The hospital is already moving toward managed systems, Marion said, but Clinton's proposal "would accelerate this trend." Presently, two percent of patients at the Hospital are covered by HMO's.

Clinton's plan would also change the relationship the DHMC has with other hospitals and physicians.

Referrals represent a large proportion of the patients that are treated at the DHMC. Only 30 percent of the patients at the Medical Center are from the Upper Valley. The rest are referrals from other states and areas.

"Under the President's plan, providers within health care regions would form Accountable Health Partnerships," Marion said. The AHP's would serve as a formalized referral service.

"We would have to form an affiliation with hospitals and physicians throughout the region," Marion said.

Clinton's proposal will also alter how hospitals are paid for their services.

According to Marion, Clinton's proposal would move health care towards capitated payment instead of the current fee-for-service. In a capitated plan, the hospital would be paid a certain amount each year for every person in the area.

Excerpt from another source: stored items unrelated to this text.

//! Mesh engine prelude
//
// https://github.com/rust-iot/rust-lpwan
// Copyright 2021 Ryan Kurte

pub use crate::{Radio, RawPacket, Ts};

pub use crate::mac::{Mac, MacEvent, MacState, RxInfo, SyncRole, Tdma};

pub use crate::engine::{Engine, Health};

pub use crate::error::{CoreError, ConfigError, ErrorCode};
pub use crate::timer::{Timer as MacTimer, SystemTimer};

pub use crate::base::{Base as MacBase, BaseState as MacBaseState};

pub use crate::config::Config;
pub use crate::node::{Address, Callsign};
pub use crate::qos::{QosClass, ServiceType};
pub use crate::amc::{Mcs, QualityReport};
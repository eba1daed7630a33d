//! Station identification timer
//!
//! Identification is independent of traffic: the callsign is due at start-up
//! and every `interval` thereafter, and its frame bypasses QoS admission.

use log::info;

use crate::Ts;
use crate::codec::mgmt::Identification;
use crate::node::Callsign;

#[derive(Debug, Clone, PartialEq)]
pub struct StationId {
    callsign: Callsign,
    interval: Ts,
    next_due: Ts,
}

impl StationId {
    pub fn new(callsign: Callsign, interval: Ts, now: Ts) -> Self {
        Self{ callsign, interval, next_due: now }
    }

    pub fn callsign(&self) -> &Callsign {
        &self.callsign
    }

    pub fn due(&self, now: Ts) -> bool {
        now >= self.next_due
    }

    pub fn next_due(&self) -> Ts {
        self.next_due
    }

    pub fn frame(&self) -> Identification {
        Identification{ callsign: self.callsign.clone() }
    }

    /// Record an identification sent at `now`
    pub fn sent(&mut self, now: Ts) {
        info!("Station identification {} at {} us", self.callsign, now);
        self.next_due = now + self.interval;
    }
}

This budget would then have to last hospitals the entire year.

The Clinton administration hopes tighter budgetary controls will lead to efficiency and cost-containment, but if the capitation limit on hospitals is lower than current expenditure, hospitals will have trouble providing care to everyone who needs it.

"It could lead to rationing," Marion said. "Hopefully it wouldn't. It depends on where they set their capitation."

Marion said if the capitation is set at a reasonable amount, the plan will lead to increased efficiency in hospitals.

Funding for hospitals is further complicated by the extra reimbursement the DHMC receives for its medical education program.

Marion said he does not know whether this reimbursement will be continued or not.

According to Marion, if capitation is instituted and reimbursements from medical education programs are eliminated, the hospital will not be able to compete with other hospitals, "unless we cut out our teaching program."

Marion said Clinton also wants medical schools to place more emphasis on training primary care physicians instead of more specialists. Clinton's goal is to have one out of every two physicians trained as primary care physicians.

Currently, the national average is 70 percent specialists and 30 percent primary care physicians.

The DHMC is no exception. "DHMC has a very high proportion of specialist physician trainees," Marion said.

Although Clinton's proposals will alter drastically the health care system in the nation and at the DHMC, Marion said most physicians at the hospital support the changes.

He said doctors at the hospital support regional provider networks and Clinton's goal of better efficiency and coordination.

Even the more ambitious goal of steering medical students away from becoming specialists is supported by the doctors, he said.

"It's a challenge to us," Marion said. "But we think it's the right thing to do."

Overall, Marion said most physicians at the DHMC are "optimistic and supportive" of Clinton's proposals.